REQUIRED ACTION ->
Reproduce only what lies between the first line of the material below and the line containing "after a transition", with both of those lines included and every line kept exact.

MATERIAL FOR THIS EXERCISE ->
----
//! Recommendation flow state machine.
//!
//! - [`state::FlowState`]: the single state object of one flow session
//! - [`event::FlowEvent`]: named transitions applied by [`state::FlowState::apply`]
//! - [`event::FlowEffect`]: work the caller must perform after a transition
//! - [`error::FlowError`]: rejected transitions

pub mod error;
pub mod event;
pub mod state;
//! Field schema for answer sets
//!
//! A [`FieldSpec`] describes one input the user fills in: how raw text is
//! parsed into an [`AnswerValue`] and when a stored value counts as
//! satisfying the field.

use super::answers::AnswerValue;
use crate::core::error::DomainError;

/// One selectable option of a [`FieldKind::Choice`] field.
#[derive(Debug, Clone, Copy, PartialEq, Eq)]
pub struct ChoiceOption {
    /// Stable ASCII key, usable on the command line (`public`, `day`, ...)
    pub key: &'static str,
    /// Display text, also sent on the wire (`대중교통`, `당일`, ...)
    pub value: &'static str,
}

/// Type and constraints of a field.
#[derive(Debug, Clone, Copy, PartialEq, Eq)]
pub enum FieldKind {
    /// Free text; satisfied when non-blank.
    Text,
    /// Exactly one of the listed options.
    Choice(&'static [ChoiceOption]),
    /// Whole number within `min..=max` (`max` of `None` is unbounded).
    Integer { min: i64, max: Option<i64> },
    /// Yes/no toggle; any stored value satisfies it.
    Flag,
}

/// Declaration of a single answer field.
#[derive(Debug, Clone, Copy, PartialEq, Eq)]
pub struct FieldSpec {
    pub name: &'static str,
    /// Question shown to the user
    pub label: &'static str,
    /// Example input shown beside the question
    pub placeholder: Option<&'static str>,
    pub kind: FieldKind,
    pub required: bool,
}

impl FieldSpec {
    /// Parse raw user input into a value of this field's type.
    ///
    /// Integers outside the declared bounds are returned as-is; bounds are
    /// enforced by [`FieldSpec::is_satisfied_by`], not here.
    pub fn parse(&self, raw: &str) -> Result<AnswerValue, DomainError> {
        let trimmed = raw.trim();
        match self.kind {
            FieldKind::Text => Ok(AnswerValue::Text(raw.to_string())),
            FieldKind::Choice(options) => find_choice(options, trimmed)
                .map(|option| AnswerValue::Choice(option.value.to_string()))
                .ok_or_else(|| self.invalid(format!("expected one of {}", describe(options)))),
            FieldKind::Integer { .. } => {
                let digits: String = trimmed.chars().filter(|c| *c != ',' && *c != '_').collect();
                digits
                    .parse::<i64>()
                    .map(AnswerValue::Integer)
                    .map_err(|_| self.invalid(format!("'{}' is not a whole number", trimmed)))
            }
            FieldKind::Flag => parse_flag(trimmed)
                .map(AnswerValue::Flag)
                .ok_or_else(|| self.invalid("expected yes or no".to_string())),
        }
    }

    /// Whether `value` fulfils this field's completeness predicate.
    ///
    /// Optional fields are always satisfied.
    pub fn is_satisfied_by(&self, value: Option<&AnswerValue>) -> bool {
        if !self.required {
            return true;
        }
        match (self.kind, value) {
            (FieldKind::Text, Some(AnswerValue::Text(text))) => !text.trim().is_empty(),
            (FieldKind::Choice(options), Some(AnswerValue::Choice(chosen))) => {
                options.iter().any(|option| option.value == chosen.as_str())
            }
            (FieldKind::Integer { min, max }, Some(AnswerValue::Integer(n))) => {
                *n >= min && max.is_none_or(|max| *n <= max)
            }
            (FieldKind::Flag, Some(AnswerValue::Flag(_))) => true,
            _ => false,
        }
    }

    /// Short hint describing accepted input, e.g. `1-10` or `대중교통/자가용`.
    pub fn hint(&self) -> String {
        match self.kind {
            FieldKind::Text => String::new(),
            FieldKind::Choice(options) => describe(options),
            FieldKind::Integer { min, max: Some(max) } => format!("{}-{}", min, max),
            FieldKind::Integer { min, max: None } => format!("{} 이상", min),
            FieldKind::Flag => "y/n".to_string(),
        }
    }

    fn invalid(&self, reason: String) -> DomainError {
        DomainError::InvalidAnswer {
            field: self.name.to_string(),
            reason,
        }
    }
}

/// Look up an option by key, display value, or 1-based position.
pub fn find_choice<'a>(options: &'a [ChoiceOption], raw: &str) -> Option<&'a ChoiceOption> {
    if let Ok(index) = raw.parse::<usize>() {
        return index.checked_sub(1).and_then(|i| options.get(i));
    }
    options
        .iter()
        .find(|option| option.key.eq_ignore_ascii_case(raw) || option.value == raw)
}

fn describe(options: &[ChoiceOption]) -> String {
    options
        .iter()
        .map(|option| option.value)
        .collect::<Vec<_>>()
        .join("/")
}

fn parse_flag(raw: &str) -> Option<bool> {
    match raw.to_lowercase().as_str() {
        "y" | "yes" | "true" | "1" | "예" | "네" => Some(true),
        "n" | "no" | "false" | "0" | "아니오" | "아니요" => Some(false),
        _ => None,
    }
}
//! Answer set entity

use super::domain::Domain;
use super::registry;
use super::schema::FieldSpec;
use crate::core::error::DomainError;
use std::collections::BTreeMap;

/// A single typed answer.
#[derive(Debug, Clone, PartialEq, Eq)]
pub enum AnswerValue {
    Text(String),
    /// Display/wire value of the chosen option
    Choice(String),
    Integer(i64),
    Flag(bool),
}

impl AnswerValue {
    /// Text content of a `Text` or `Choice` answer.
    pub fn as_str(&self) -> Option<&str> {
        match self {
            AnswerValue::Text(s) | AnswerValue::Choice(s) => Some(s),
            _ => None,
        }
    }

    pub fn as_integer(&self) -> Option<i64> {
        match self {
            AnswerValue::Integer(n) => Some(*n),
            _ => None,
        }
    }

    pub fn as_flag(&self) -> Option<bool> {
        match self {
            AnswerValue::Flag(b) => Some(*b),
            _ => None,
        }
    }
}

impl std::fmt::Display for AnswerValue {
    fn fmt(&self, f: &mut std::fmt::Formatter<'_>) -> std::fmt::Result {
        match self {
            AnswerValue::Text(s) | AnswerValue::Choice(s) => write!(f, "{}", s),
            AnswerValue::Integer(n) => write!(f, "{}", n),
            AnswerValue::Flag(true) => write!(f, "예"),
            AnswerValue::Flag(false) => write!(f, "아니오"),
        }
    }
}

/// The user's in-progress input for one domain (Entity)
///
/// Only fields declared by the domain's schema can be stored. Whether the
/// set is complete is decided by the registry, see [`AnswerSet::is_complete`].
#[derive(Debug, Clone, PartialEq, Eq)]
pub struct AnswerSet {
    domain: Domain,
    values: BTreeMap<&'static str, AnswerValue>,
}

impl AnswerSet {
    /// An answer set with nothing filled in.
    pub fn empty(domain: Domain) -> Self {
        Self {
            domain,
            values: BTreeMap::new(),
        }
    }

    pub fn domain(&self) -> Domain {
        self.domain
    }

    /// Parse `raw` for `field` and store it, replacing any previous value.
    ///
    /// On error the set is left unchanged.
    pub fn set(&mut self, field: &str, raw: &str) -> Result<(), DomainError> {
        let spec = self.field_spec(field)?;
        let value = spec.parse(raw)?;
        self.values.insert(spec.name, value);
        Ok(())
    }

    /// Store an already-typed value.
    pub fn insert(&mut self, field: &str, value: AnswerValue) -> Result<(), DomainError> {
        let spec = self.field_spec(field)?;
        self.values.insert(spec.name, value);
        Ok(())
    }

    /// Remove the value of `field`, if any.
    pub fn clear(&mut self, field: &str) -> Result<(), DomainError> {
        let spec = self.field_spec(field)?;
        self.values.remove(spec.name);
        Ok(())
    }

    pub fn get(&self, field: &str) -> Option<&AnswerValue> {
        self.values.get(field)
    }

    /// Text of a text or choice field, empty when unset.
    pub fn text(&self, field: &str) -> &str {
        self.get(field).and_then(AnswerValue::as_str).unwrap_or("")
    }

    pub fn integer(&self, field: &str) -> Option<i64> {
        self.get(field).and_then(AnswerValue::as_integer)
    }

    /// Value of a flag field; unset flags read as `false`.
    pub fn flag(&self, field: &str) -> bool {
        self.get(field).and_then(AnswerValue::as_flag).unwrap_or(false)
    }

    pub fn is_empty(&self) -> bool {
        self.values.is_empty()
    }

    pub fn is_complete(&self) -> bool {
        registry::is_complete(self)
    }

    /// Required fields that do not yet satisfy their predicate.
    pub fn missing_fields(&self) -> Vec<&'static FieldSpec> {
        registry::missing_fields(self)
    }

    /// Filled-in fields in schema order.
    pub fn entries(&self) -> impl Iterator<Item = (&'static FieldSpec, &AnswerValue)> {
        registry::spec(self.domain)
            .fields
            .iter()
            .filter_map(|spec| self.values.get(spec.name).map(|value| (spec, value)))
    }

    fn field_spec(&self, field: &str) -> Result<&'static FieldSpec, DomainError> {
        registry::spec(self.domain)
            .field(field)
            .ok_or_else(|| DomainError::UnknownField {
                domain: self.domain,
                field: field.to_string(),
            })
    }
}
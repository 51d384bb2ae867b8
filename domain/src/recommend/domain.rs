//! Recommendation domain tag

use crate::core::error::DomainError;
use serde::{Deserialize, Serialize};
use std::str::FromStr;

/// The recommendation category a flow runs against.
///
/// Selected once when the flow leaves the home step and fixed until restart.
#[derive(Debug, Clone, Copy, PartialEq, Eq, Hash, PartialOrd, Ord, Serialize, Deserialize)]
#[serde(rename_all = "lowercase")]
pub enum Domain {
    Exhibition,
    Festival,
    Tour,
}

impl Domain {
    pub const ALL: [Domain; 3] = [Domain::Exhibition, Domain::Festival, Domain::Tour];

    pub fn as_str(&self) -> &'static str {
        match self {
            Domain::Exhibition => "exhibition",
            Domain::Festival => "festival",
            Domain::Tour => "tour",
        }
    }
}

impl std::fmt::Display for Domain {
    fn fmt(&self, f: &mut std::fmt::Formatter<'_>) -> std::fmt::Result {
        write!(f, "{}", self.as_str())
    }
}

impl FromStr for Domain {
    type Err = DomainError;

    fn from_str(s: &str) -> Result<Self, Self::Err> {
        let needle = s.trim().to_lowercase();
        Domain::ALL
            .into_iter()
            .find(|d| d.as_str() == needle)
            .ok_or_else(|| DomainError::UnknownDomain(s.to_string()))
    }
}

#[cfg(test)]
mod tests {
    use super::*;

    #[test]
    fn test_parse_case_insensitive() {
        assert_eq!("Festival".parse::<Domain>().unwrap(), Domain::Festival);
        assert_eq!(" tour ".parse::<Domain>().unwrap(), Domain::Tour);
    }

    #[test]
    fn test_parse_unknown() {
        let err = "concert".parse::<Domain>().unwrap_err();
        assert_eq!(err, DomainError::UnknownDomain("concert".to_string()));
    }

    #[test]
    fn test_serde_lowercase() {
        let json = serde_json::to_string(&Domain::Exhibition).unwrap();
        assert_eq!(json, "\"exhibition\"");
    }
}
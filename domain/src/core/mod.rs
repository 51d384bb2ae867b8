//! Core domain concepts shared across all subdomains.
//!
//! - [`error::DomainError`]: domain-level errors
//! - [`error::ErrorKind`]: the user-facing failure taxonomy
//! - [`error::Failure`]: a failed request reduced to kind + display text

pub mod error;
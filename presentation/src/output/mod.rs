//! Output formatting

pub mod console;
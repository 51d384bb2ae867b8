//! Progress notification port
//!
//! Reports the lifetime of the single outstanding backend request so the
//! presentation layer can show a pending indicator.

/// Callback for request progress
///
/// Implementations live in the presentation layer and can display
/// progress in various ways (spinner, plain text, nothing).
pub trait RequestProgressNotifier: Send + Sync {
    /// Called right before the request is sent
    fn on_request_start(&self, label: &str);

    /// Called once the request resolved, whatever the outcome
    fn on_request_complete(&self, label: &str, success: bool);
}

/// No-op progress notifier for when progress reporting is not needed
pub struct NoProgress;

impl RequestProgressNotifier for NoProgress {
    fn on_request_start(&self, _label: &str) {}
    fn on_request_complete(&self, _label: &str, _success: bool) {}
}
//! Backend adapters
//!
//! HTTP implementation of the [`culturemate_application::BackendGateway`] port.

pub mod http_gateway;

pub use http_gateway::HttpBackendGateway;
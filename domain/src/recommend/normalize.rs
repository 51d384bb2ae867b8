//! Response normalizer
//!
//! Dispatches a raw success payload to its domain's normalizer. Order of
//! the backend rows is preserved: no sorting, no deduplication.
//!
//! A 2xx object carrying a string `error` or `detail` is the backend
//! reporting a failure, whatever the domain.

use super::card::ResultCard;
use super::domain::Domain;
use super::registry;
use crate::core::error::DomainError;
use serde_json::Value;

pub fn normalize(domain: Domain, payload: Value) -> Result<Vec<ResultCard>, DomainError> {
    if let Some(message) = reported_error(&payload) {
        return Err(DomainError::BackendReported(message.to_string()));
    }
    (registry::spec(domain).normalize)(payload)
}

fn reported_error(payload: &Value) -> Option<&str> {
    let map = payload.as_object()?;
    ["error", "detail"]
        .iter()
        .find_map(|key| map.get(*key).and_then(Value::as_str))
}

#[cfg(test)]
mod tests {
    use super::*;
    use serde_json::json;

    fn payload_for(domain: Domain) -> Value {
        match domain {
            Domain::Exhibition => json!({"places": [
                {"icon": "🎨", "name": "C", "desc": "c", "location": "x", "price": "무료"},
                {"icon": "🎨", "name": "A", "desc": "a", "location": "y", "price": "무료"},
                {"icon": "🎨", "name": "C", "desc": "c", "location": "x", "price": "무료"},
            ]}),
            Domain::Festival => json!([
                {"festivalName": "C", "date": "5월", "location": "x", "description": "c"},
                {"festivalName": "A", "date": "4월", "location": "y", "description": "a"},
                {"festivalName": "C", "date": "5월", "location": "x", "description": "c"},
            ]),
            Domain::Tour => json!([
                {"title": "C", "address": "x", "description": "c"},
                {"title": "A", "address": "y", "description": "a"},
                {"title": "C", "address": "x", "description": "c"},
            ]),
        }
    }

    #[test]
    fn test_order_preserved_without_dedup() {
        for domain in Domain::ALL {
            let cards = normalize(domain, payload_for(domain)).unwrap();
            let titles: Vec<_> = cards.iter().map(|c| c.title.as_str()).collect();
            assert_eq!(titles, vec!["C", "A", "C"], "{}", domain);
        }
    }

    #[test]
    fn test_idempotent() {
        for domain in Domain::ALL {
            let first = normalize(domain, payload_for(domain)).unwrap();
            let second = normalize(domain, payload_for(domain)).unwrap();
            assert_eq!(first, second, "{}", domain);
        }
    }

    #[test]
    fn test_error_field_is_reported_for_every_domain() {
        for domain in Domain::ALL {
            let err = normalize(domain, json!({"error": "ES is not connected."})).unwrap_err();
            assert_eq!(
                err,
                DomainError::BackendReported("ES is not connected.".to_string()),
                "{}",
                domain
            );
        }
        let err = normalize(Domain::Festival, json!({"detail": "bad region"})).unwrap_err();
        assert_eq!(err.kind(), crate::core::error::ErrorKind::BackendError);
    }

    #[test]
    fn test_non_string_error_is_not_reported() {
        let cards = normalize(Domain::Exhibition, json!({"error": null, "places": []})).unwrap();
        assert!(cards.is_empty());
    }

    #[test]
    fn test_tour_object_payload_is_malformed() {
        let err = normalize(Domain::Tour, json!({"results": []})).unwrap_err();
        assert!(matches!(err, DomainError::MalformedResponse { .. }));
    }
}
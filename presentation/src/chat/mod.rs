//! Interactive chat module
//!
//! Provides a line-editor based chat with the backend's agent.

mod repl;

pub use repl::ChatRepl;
----
OUTPUT FOR THIS TASK ->
//! Recommendation flow state machine.
//!
//! - [`state::FlowState`]: the single state object of one flow session
//! - [`event::FlowEvent`]: named transitions applied by [`state::FlowState::apply`]
//! - [`event::FlowEffect`]: work the caller must perform after a transition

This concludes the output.